The usual dose is one or two capsules up to 4 times a day at intervals of not less than 6 hours. Maximum daily dose should not exceed 240 mg of codeine phosphate hemihydrate (i.e. not more than eight capsules per 24 hours should be taken).

Duration of treatment:

Codeine should be used at the lowest effective dose for the shortest period of time. The duration of treatment should be limited to 3 days and if no effective pain relief is achieved the patients/carers should be advised to seek the views of a physician.

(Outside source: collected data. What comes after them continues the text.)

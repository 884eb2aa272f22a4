mod command;
mod shell;

use std::io::{self, BufRead, Write};
use std::path::PathBuf;

use anyhow::Context;
use clap::Parser;
use tracing::Level;
use tracing_subscriber::EnvFilter;
use trade_core::SimConfig;

use crate::command::parse;
use crate::shell::{Reply, Shell};

/// Interactive shell for the station trade simulation.
#[derive(Debug, Parser)]
#[command(name = "trade-shell", version)]
struct Args {
    /// TOML file with simulation parameters.
    #[arg(long)]
    config: Option<PathBuf>,

    /// Seed for quoting markups; overrides the config file.
    #[arg(long)]
    seed: Option<u64>,

    /// Create the example world before the prompt appears.
    #[arg(long)]
    init: bool,
}

fn main() -> anyhow::Result<()> {
    tracing_subscriber::fmt()
        .with_env_filter(EnvFilter::from_default_env().add_directive(Level::INFO.into()))
        .with_writer(io::stderr)
        .init();

    let args = Args::parse();
    let mut config = match &args.config {
        Some(path) => SimConfig::load(path)
            .with_context(|| format!("loading config from {}", path.display()))?,
        None => SimConfig::default(),
    };
    if let Some(seed) = args.seed {
        config = config.with_seed(seed);
    }
    tracing::info!(?config, "starting shell");

    let shell = Shell::new(config);
    if args.init {
        shell.execute(command::Command::Init)?;
    }

    run(&shell, io::stdin().lock(), io::stdout().lock())
}

fn run(shell: &Shell, input: impl BufRead, mut output: impl Write) -> anyhow::Result<()> {
    write!(output, "> ")?;
    output.flush()?;
    for line in input.lines() {
        let line = line?;
        match parse(&line) {
            Ok(None) => {}
            Ok(Some(command)) => match shell.execute(command)? {
                Reply::Print(text) => writeln!(output, "{text}")?,
                Reply::Exit => return Ok(()),
            },
            Err(err) => writeln!(output, "{err}")?,
        }
        write!(output, "> ")?;
        output.flush()?;
    }
    // End of input behaves like `exit`.
    shell.execute(command::Command::Exit)?;
    Ok(())
}

#[cfg(test)]
mod tests {
    use super::*;

    #[test]
    fn test_session_transcript() {
        let shell = Shell::new(SimConfig::default().with_seed(1));
        let input = "help\nbogus\nadd station --name \"Pallas\"\nlist stations\nexit\nlist stations\n";
        let mut output = Vec::new();
        run(&shell, input.as_bytes(), &mut output).unwrap();

        let transcript = String::from_utf8(output).unwrap();
        assert!(transcript.contains("init"));
        assert!(transcript.contains("Unknown command"));
        assert!(transcript.contains("\"name\": \"Pallas\""));
        // Nothing after `exit` runs.
        assert_eq!(transcript.matches("Pallas").count(), 2);
    }
}
use crate::error::{SimError, SimResult};
use crate::predicate::is_timed_out;
use crate::records::{Stock, Trade};
use crate::registry::{Registry, Tables};
use crate::relations::{selling_business, sell_stock_for};
use crate::types::Millis;

/// What the timeout step did this tick.
#[derive(Debug, Clone, Default, PartialEq)]
pub struct TimeoutOutcome {
    /// Expired offers that were refunded and deleted.
    pub timed_out: Vec<Trade>,
    /// Expired records that could not be timed out (closed trades).
    pub rejected: usize,
}

/// Refund and delete every offer past its expiry.
///
/// Each candidate is re-read inside its own transaction, so an offer that
/// has already been refunded is skipped rather than paid out twice. A closed
/// trade in the candidate set is logged and skipped; a broken reference
/// aborts the step.
pub fn run_timeout_step(registry: &Registry, now: Millis, tick: u64) -> SimResult<TimeoutOutcome> {
    let expired = registry.list::<Trade>(&[&is_timed_out(now)]);
    let mut outcome = TimeoutOutcome::default();

    for candidate in expired {
        match registry.transaction(|tables| expire(tables, &candidate, now)) {
            Ok(Some(trade)) => {
                #[cfg(feature = "instrument")]
                tracing::info!(
                    target: "timeout",
                    tick = tick,
                    trade_id = %trade.id,
                    business_id = %trade.selling_business_id,
                    station_id = %trade.station_id,
                    commodity_id = %trade.sell_commodity_id,
                    quantity = trade.sell_amount,
                    price = trade.price,
                );
                outcome.timed_out.push(trade);
            }
            Ok(None) => {}
            Err(err @ SimError::InvalidStateTransition(_)) => {
                tracing::warn!(trade_id = %candidate.id, error = %err, "skipping timeout");
                outcome.rejected += 1;
            }
            Err(err) => return Err(err),
        }
    }

    #[cfg(not(feature = "instrument"))]
    let _ = tick;

    Ok(outcome)
}

/// Time out one trade. `Ok(None)` if it is gone or no longer expired.
pub fn expire(tables: &mut Tables, candidate: &Trade, now: Millis) -> SimResult<Option<Trade>> {
    let Some(trade) = tables.find::<Trade>(candidate.id).cloned() else {
        return Ok(None);
    };
    if trade.is_closed() {
        return Err(SimError::InvalidStateTransition(format!(
            "timing out closed trade {}",
            trade.id
        )));
    }
    if !trade.is_timed_out(now) {
        return Ok(None);
    }

    let business = selling_business(tables, &trade)?;
    let stock: Stock = sell_stock_for(tables, &business, trade.sell_commodity_id)?;
    tables.insert(stock.credited(trade.sell_amount));
    tables.remove::<Trade>(trade.id);
    Ok(Some(trade))
}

Dosage should be adjusted according to the severity of the pain and the response of the patient. However, it should be kept in mind that tolerance to codeine can develop with continued use and that the incidence of untoward effects is dose related. Doses of codeine higher than 60 mg fail to give commensurate relief of pain but merely prolong analgesia and are associated with an appreciably increased incidence of undesirable side effects.

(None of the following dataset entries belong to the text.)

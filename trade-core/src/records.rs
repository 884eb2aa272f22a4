use std::time::Duration;

use serde::{Deserialize, Serialize};

use crate::types::{
    Amount, BusinessId, CommodityId, EntityId, Millis, Price, ProductionUnitId, RecordKind,
    StationId, StockId, TradeId,
};

pub const DEFAULT_TRADE_LIFETIME: Duration = Duration::from_millis(10_000);
pub const DEFAULT_PRODUCTION_AMOUNT: Amount = 1;

// ============================================================================
// Commodity - Reference data, never mutated after creation
// ============================================================================

#[derive(Debug, Clone, PartialEq, Serialize, Deserialize)]
pub struct Commodity {
    pub id: CommodityId,
    pub name: String,
    pub abbreviation: String,
}

impl Commodity {
    /// The abbreviation defaults to the full name.
    pub fn new(name: impl Into<String>) -> Self {
        let name = name.into();
        Self {
            id: CommodityId::new(),
            abbreviation: name.clone(),
            name,
        }
    }

    pub fn with_abbreviation(mut self, abbreviation: impl Into<String>) -> Self {
        self.abbreviation = abbreviation.into();
        self
    }
}

// ============================================================================
// Station - Scopes trading
// ============================================================================

#[derive(Debug, Clone, PartialEq, Serialize, Deserialize)]
pub struct Station {
    pub id: StationId,
    pub name: String,
}

impl Station {
    pub fn new(name: impl Into<String>) -> Self {
        Self {
            id: StationId::new(),
            name: name.into(),
        }
    }
}

// ============================================================================
// Entity - An economic actor located at one station
// ============================================================================

#[derive(Debug, Clone, PartialEq, Serialize, Deserialize)]
pub struct Entity {
    pub id: EntityId,
    pub station_id: StationId,
}

impl Entity {
    pub fn new(station_id: StationId) -> Self {
        Self {
            id: EntityId::new(),
            station_id,
        }
    }
}

// ============================================================================
// Stock - How much of a commodity an entity holds at a station
// ============================================================================

#[derive(Debug, Clone, PartialEq, Serialize, Deserialize)]
pub struct Stock {
    pub id: StockId,
    pub entity_id: EntityId,
    pub station_id: StationId,
    pub commodity_id: CommodityId,
    pub amount: Amount,
    /// How long offers posted from this stock stay open.
    pub trade_lifetime: Duration,
}

impl Stock {
    pub fn new(entity_id: EntityId, station_id: StationId, commodity_id: CommodityId) -> Self {
        Self {
            id: StockId::new(),
            entity_id,
            station_id,
            commodity_id,
            amount: 0,
            trade_lifetime: DEFAULT_TRADE_LIFETIME,
        }
    }

    pub fn with_amount(mut self, amount: Amount) -> Self {
        self.amount = amount;
        self
    }

    pub fn with_trade_lifetime(mut self, trade_lifetime: Duration) -> Self {
        self.trade_lifetime = trade_lifetime;
        self
    }

    /// Replacement value with `delta` more units.
    pub fn credited(&self, delta: Amount) -> Self {
        Self {
            amount: self.amount.saturating_add(delta),
            ..self.clone()
        }
    }

    /// Replacement value with the given amount.
    pub fn with_balance(&self, amount: Amount) -> Self {
        Self {
            amount,
            ..self.clone()
        }
    }
}

// ============================================================================
// Production Unit - Grows one stock every tick
// ============================================================================

#[derive(Debug, Clone, PartialEq, Serialize, Deserialize)]
pub struct ProductionUnit {
    pub id: ProductionUnitId,
    pub stock_id: StockId,
    pub production_amount: Amount,
}

impl ProductionUnit {
    pub fn new(stock_id: StockId) -> Self {
        Self {
            id: ProductionUnitId::new(),
            stock_id,
            production_amount: DEFAULT_PRODUCTION_AMOUNT,
        }
    }

    pub fn with_production_amount(mut self, production_amount: Amount) -> Self {
        self.production_amount = production_amount;
        self
    }
}

// ============================================================================
// Business - What an entity trades
// ============================================================================

/// Accepts payment into `buy_stock_id` and offers inventory from each of
/// `sell_stock_ids`, in order.
#[derive(Debug, Clone, PartialEq, Serialize, Deserialize)]
pub struct Business {
    pub id: BusinessId,
    pub station_id: StationId,
    pub entity_id: EntityId,
    pub buy_stock_id: StockId,
    pub sell_stock_ids: Vec<StockId>,
}

impl Business {
    pub fn new(
        station_id: StationId,
        entity_id: EntityId,
        buy_stock_id: StockId,
        sell_stock_ids: Vec<StockId>,
    ) -> Self {
        Self {
            id: BusinessId::new(),
            station_id,
            entity_id,
            buy_stock_id,
            sell_stock_ids,
        }
    }
}

// ============================================================================
// Trade - An open offer (active) or a settled match (closed)
// ============================================================================

#[derive(Debug, Clone, PartialEq, Serialize, Deserialize)]
pub struct Trade {
    pub id: TradeId,
    pub selling_business_id: BusinessId,
    /// Unset while the offer is open; set once, at creation, on a closed trade.
    pub buying_business_id: Option<BusinessId>,
    pub station_id: StationId,
    pub sell_commodity_id: CommodityId,
    pub buy_commodity_id: CommodityId,
    pub sell_amount: Amount,
    pub buy_amount: Amount,
    pub price: Price,
    pub timestamp: Millis,
    pub trade_lifetime: Duration,
}

impl Trade {
    /// A new active offer of `sell_amount` units at `price`.
    #[allow(clippy::too_many_arguments)]
    pub fn offer(
        selling_business_id: BusinessId,
        station_id: StationId,
        sell_commodity_id: CommodityId,
        buy_commodity_id: CommodityId,
        sell_amount: Amount,
        price: Price,
        timestamp: Millis,
        trade_lifetime: Duration,
    ) -> Self {
        Self {
            id: TradeId::new(),
            selling_business_id,
            buying_business_id: None,
            station_id,
            sell_commodity_id,
            buy_commodity_id,
            sell_amount,
            buy_amount: 0,
            price,
            timestamp,
            trade_lifetime,
        }
    }

    /// A settled match between a seller offer and a buyer offer.
    /// The recorded price is `buy_amount / sell_amount`.
    pub fn closed(
        seller: &Trade,
        buyer: &Trade,
        sell_amount: Amount,
        buy_amount: Amount,
        timestamp: Millis,
    ) -> Self {
        Self {
            id: TradeId::new(),
            selling_business_id: seller.selling_business_id,
            buying_business_id: Some(buyer.selling_business_id),
            station_id: seller.station_id,
            sell_commodity_id: seller.sell_commodity_id,
            buy_commodity_id: seller.buy_commodity_id,
            sell_amount,
            buy_amount,
            price: buy_amount as Price / sell_amount as Price,
            timestamp,
            trade_lifetime: Duration::ZERO,
        }
    }

    pub fn is_active(&self) -> bool {
        self.buying_business_id.is_none()
    }

    pub fn is_closed(&self) -> bool {
        !self.is_active()
    }

    pub fn expires_at(&self) -> Millis {
        let lifetime = u64::try_from(self.trade_lifetime.as_millis()).unwrap_or(u64::MAX);
        self.timestamp.saturating_add(lifetime)
    }

    /// Strictly past expiry: an offer expiring exactly at `now` is still open.
    pub fn is_timed_out(&self, now: Millis) -> bool {
        self.expires_at() < now
    }

    /// Replacement value with a smaller remaining offer.
    pub fn with_sell_amount(&self, sell_amount: Amount) -> Self {
        Self {
            sell_amount,
            ..self.clone()
        }
    }
}

// ============================================================================
// Record - Closed set of storable kinds
// ============================================================================

#[derive(Debug, Clone, PartialEq, Serialize, Deserialize)]
#[serde(tag = "kind", content = "record")]
pub enum Record {
    Commodity(Commodity),
    Station(Station),
    Entity(Entity),
    Stock(Stock),
    ProductionUnit(ProductionUnit),
    Business(Business),
    Trade(Trade),
}

impl Record {
    pub fn kind(&self) -> RecordKind {
        match self {
            Record::Commodity(_) => RecordKind::Commodity,
            Record::Station(_) => RecordKind::Station,
            Record::Entity(_) => RecordKind::Entity,
            Record::Stock(_) => RecordKind::Stock,
            Record::ProductionUnit(_) => RecordKind::ProductionUnit,
            Record::Business(_) => RecordKind::Business,
            Record::Trade(_) => RecordKind::Trade,
        }
    }

    pub fn id_string(&self) -> String {
        match self {
            Record::Commodity(r) => r.id.to_string(),
            Record::Station(r) => r.id.to_string(),
            Record::Entity(r) => r.id.to_string(),
            Record::Stock(r) => r.id.to_string(),
            Record::ProductionUnit(r) => r.id.to_string(),
            Record::Business(r) => r.id.to_string(),
            Record::Trade(r) => r.id.to_string(),
        }
    }
}

macro_rules! into_record {
    ($($variant:ident),*) => {
        $(
            impl From<$variant> for Record {
                fn from(record: $variant) -> Self {
                    Record::$variant(record)
                }
            }
        )*
    };
}

into_record!(Commodity, Station, Entity, Stock, ProductionUnit, Business, Trade);

#[cfg(test)]
mod tests {
    use super::*;

    fn offer(price: Price, timestamp: Millis, lifetime_ms: u64) -> Trade {
        Trade::offer(
            BusinessId::new(),
            StationId::new(),
            CommodityId::new(),
            CommodityId::new(),
            10,
            price,
            timestamp,
            Duration::from_millis(lifetime_ms),
        )
    }

    #[test]
    fn test_commodity_abbreviation_defaults_to_name() {
        let water = Commodity::new("Water");
        assert_eq!(water.abbreviation, "Water");
        let credits = Commodity::new("Credits").with_abbreviation("Cr");
        assert_eq!(credits.abbreviation, "Cr");
    }

    #[test]
    fn test_stock_defaults() {
        let stock = Stock::new(EntityId::new(), StationId::new(), CommodityId::new());
        assert_eq!(stock.amount, 0);
        assert_eq!(stock.trade_lifetime, DEFAULT_TRADE_LIFETIME);
        let unit = ProductionUnit::new(stock.id);
        assert_eq!(unit.production_amount, 1);
    }

    #[test]
    fn test_stock_replacements_keep_identity() {
        let stock = Stock::new(EntityId::new(), StationId::new(), CommodityId::new()).with_amount(4);
        let credited = stock.credited(6);
        assert_eq!(credited.id, stock.id);
        assert_eq!(credited.amount, 10);
        assert_eq!(credited.with_balance(0).amount, 0);
    }

    #[test]
    fn test_offer_is_active_and_closed_match_is_not() {
        let seller = offer(2.0, 0, 1000);
        let buyer = offer(0.5, 0, 1000);
        assert!(seller.is_active());

        let closed = Trade::closed(&seller, &buyer, 5, 15, 10);
        assert!(closed.is_closed());
        assert_eq!(closed.buying_business_id, Some(buyer.selling_business_id));
        assert_eq!(closed.sell_commodity_id, seller.sell_commodity_id);
        assert_eq!(closed.price, 3.0);
    }

    #[test]
    fn test_timeout_is_strictly_after_expiry() {
        let trade = offer(1.0, 1_000, 500);
        assert_eq!(trade.expires_at(), 1_500);
        assert!(!trade.is_timed_out(1_499));
        assert!(!trade.is_timed_out(1_500));
        assert!(trade.is_timed_out(1_501));
    }

    #[test]
    fn test_record_kind_dispatch() {
        let station = Station::new("Station 1");
        let record: Record = station.clone().into();
        assert_eq!(record.kind(), RecordKind::Station);
        assert_eq!(record.id_string(), station.id.to_string());
    }
}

As for adults, however a reduced dose may be required. See warnings.

Paediatric population:

Children aged less than 12 years:

Codeine should not be used in children below the age of 12 years because of the risk of opioid toxicity due to the variable and unpredictable metabolism of codeine to morphine (see sections 4.3 and 4.4).

Children aged 12 to 15 years:

One capsule every 6 hours when necessary to a maximum of 4 capsules in 24 hours.

Children aged 16 to 18 years:

One to two capsules every 6 hours when necessary up to a maximum of 8 capsules in 24 hours.

Method of administration

For oral administration.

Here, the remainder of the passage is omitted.